Three sectors, three decisions, three sets of consequences which could alter the direction of large parts of the real estate market.
Retail first. There is no greater signal of today’s tough physical retail environment than this week’s decision to axe the extension of the Princesshay shopping centre in Exeter.
Plans for the £75m scheme were first submitted by the joint venture between the Crown Estate and TH Real Estate in 2015. Hasn’t the world changed since then?
It’s a big decision and one with significant ramifications for that market; “ballsy”, in the words of one rival.
Credit to the Crown and TH Real Estate for explaining themselves – “unfortunately, in the current market many retailers and restaurants are now more cautious about making new commitments” – and not merely sitting on their hands for an extended period. The key question now is whether this will be a one-off, or the first of many.
According to EG data, there is 5.6m sq ft of permitted shopping centre extensions not yet under construction. That’s 27 projects in total. It is hard to imagine all will proceed. If, as seems likely, the Princesshay Partnership has opened the door, how many will step through? And how many will be as forthcoming if and when they do?

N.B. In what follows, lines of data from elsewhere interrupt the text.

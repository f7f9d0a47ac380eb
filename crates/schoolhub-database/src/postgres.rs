//! PostgreSQL [`DocumentStore`] over a single `documents` table.

use std::collections::HashMap;

use async_trait::async_trait;
use chrono::Utc;
use serde_json::Value;
use sqlx::postgres::PgConnection;
use sqlx::types::Json;
use sqlx::PgPool;

use schoolhub_core::error::{AppError, ErrorKind};
use schoolhub_core::result::AppResult;
use schoolhub_core::traits::{DocumentStore, FieldMatch, GuardedWrites, WriteOp};
use schoolhub_core::types::{Document, DocumentPath, Fields, resolve_server_timestamps};

/// Document store persisting each document as a JSONB row.
#[derive(Debug, Clone)]
pub struct PgDocumentStore {
    pool: PgPool,
}

impl PgDocumentStore {
    /// Create a store over an already migrated pool.
    pub fn new(pool: PgPool) -> Self {
        Self { pool }
    }
}

fn db_error(context: &'static str) -> impl FnOnce(sqlx::Error) -> AppError {
    move |e| AppError::with_source(ErrorKind::Database, context, e)
}

async fn apply(conn: &mut PgConnection, op: WriteOp) -> AppResult<()> {
    match op {
        WriteOp::Set {
            collection,
            id,
            fields,
        } => {
            sqlx::query(
                "INSERT INTO documents (collection, id, fields) VALUES ($1, $2, $3) \
                 ON CONFLICT (collection, id) DO UPDATE SET fields = EXCLUDED.fields",
            )
            .bind(&collection)
            .bind(&id)
            .bind(Json(fields))
            .execute(&mut *conn)
            .await
            .map_err(db_error("Failed to write document"))?;
        }
        WriteOp::Update {
            collection,
            id,
            fields,
        } => {
            let result = sqlx::query(
                "UPDATE documents SET fields = fields || $3 WHERE collection = $1 AND id = $2",
            )
            .bind(&collection)
            .bind(&id)
            .bind(Json(fields))
            .execute(&mut *conn)
            .await
            .map_err(db_error("Failed to update document"))?;

            if result.rows_affected() == 0 {
                return Err(AppError::not_found(format!(
                    "Document '{}' not found",
                    DocumentPath::new(&collection, &id)
                )));
            }
        }
    }
    Ok(())
}

fn resolve(op: &mut WriteOp, now: chrono::DateTime<Utc>) {
    match op {
        WriteOp::Set { fields, .. } | WriteOp::Update { fields, .. } => {
            resolve_server_timestamps(fields, now)
        }
    }
}

#[async_trait]
impl DocumentStore for PgDocumentStore {
    async fn get_document(&self, collection: &str, id: &str) -> AppResult<Option<Document>> {
        let row: Option<Json<Fields>> = sqlx::query_scalar(
            "SELECT fields FROM documents WHERE collection = $1 AND id = $2",
        )
        .bind(collection)
        .bind(id)
        .fetch_optional(&self.pool)
        .await
        .map_err(db_error("Failed to read document"))?;

        Ok(row.map(|Json(fields)| Document::new(collection, id, fields)))
    }

    async fn get_all(&self, paths: &[DocumentPath]) -> AppResult<Vec<Option<Document>>> {
        if paths.is_empty() {
            return Ok(Vec::new());
        }

        let collections: Vec<String> = paths.iter().map(|p| p.collection().to_string()).collect();
        let ids: Vec<String> = paths.iter().map(|p| p.id().to_string()).collect();

        let rows: Vec<(String, String, Json<Fields>)> = sqlx::query_as(
            "SELECT d.collection, d.id, d.fields FROM documents d \
             JOIN unnest($1::text[], $2::text[]) AS p(collection, id) \
             ON d.collection = p.collection AND d.id = p.id",
        )
        .bind(&collections)
        .bind(&ids)
        .fetch_all(&self.pool)
        .await
        .map_err(db_error("Failed to read documents"))?;

        let found: HashMap<(String, String), Fields> = rows
            .into_iter()
            .map(|(collection, id, Json(fields))| ((collection, id), fields))
            .collect();

        Ok(paths
            .iter()
            .map(|path| {
                let key = (path.collection().to_string(), path.id().to_string());
                found
                    .get(&key)
                    .map(|fields| Document::new(key.0.clone(), key.1.clone(), fields.clone()))
            })
            .collect())
    }

    async fn query_equals(
        &self,
        collection: &str,
        field: &str,
        value: &Value,
        limit: Option<usize>,
    ) -> AppResult<Vec<Document>> {
        let limit = limit.map(|l| i64::try_from(l).unwrap_or(i64::MAX));
        let rows: Vec<(String, Json<Fields>)> = sqlx::query_as(
            "SELECT id, fields FROM documents WHERE collection = $1 AND fields -> $2 = $3 \
             ORDER BY id LIMIT $4",
        )
        .bind(collection)
        .bind(field)
        .bind(Json(value))
        .bind(limit)
        .fetch_all(&self.pool)
        .await
        .map_err(db_error("Failed to query documents"))?;

        Ok(rows
            .into_iter()
            .map(|(id, Json(fields))| Document::new(collection, id, fields))
            .collect())
    }

    async fn set_document(&self, collection: &str, id: &str, fields: Fields) -> AppResult<()> {
        let mut op = WriteOp::set(collection, id, fields);
        resolve(&mut op, Utc::now());
        let mut conn = self
            .pool
            .acquire()
            .await
            .map_err(db_error("Failed to acquire connection"))?;
        apply(&mut conn, op).await
    }

    async fn update_fields(&self, collection: &str, id: &str, fields: Fields) -> AppResult<()> {
        let mut op = WriteOp::update(collection, id, fields);
        resolve(&mut op, Utc::now());
        let mut conn = self
            .pool
            .acquire()
            .await
            .map_err(db_error("Failed to acquire connection"))?;
        apply(&mut conn, op).await
    }

    async fn batch_commit(&self, ops: Vec<WriteOp>) -> AppResult<()> {
        let now = Utc::now();
        let mut tx = self
            .pool
            .begin()
            .await
            .map_err(db_error("Failed to begin transaction"))?;

        for mut op in ops {
            resolve(&mut op, now);
            // Dropping `tx` on error rolls the batch back.
            apply(&mut tx, op).await?;
        }

        tx.commit()
            .await
            .map_err(db_error("Failed to commit transaction"))
    }

    async fn commit_guarded(
        &self,
        filter: FieldMatch,
        build: GuardedWrites,
    ) -> AppResult<Vec<Document>> {
        let now = Utc::now();
        let mut tx = self
            .pool
            .begin()
            .await
            .map_err(db_error("Failed to begin transaction"))?;

        // Held until commit or rollback; covers filters that match no rows yet.
        let lock_key = format!(
            "{}\u{1f}{}\u{1f}{}",
            filter.collection, filter.field, filter.value
        );
        sqlx::query("SELECT pg_advisory_xact_lock(hashtextextended($1, 0))")
            .bind(&lock_key)
            .execute(&mut *tx)
            .await
            .map_err(db_error("Failed to acquire guard lock"))?;

        let rows: Vec<(String, Json<Fields>)> = sqlx::query_as(
            "SELECT id, fields FROM documents WHERE collection = $1 AND fields -> $2 = $3 \
             ORDER BY id FOR UPDATE",
        )
        .bind(&filter.collection)
        .bind(&filter.field)
        .bind(Json(&filter.value))
        .fetch_all(&mut *tx)
        .await
        .map_err(db_error("Failed to read guarded documents"))?;

        let matched: Vec<Document> = rows
            .into_iter()
            .map(|(id, Json(fields))| Document::new(filter.collection.as_str(), id, fields))
            .collect();

        for mut op in build(matched.as_slice()) {
            resolve(&mut op, now);
            apply(&mut tx, op).await?;
        }

        tx.commit()
            .await
            .map_err(db_error("Failed to commit transaction"))?;
        Ok(matched)
    }

    async fn health_check(&self) -> AppResult<bool> {
        sqlx::query_scalar::<_, i32>("SELECT 1")
            .fetch_one(&self.pool)
            .await
            .map(|v| v == 1)
            .map_err(db_error("Health check failed"))
    }
}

Elsewhere, the Treasury is considering a clampdown on councils investing in commercial property beyond their borders, with confirmation expected in November’s Budget.
Councils have spent £2.2bn on office, retail and industrial assets in the past two years, of which 22% was invested outside their own jurisdiction.
It has seen councils with access to cheap money from the Public Works Loans Board able to outbid the private sector.
Local authority motives are understandable. They need to find innovative ways to source income as Whitehall seeks to end central funding. But there are fears that some are taking on excessive debt and associated risk.
There are no easy answers. Restricting investments to their own borders may be too blunt an instrument and drive some to questionable investments closer to home. If ministers do curb the practice it will be welcomed by competing investors. But it won’t make balancing the public sector’s books any easier.
And then there’s resi, where there are few phrases as emotive as “rent controls”. In campaigning for the 2015 General Election the Labour Party ran with the idea. At this week’s party conference, leader Jeremy Corbyn offered unqualified support.
After his speech, Shelter made a detailed and nuanced argument against many of the likely ways in which such controls might be implemented. “It’s no wonder old-fashioned rent controls are very popular,” said the charity. “People are desperate for big solutions after years of fiddling around the edges by governments of all stripes.”
But it called for greater focus on other priorities for ministers as they sought to increase housing provision: unfreezing housing benefit, building a new generation of good quality homes at low rents and reforming housebuilding. And here Shelter finds itself in step with many in this industry.
To corrupt a phrase coined by an earlier Labour leader, we need to be tough on the housing crisis but also tough on the causes of the housing crisis. So despite such widespread misgivings, don’t expect the rent control argument to disappear entirely.
Labour may not occupy this sector’s definition of the centre ground, but it has moved political consensus to the left.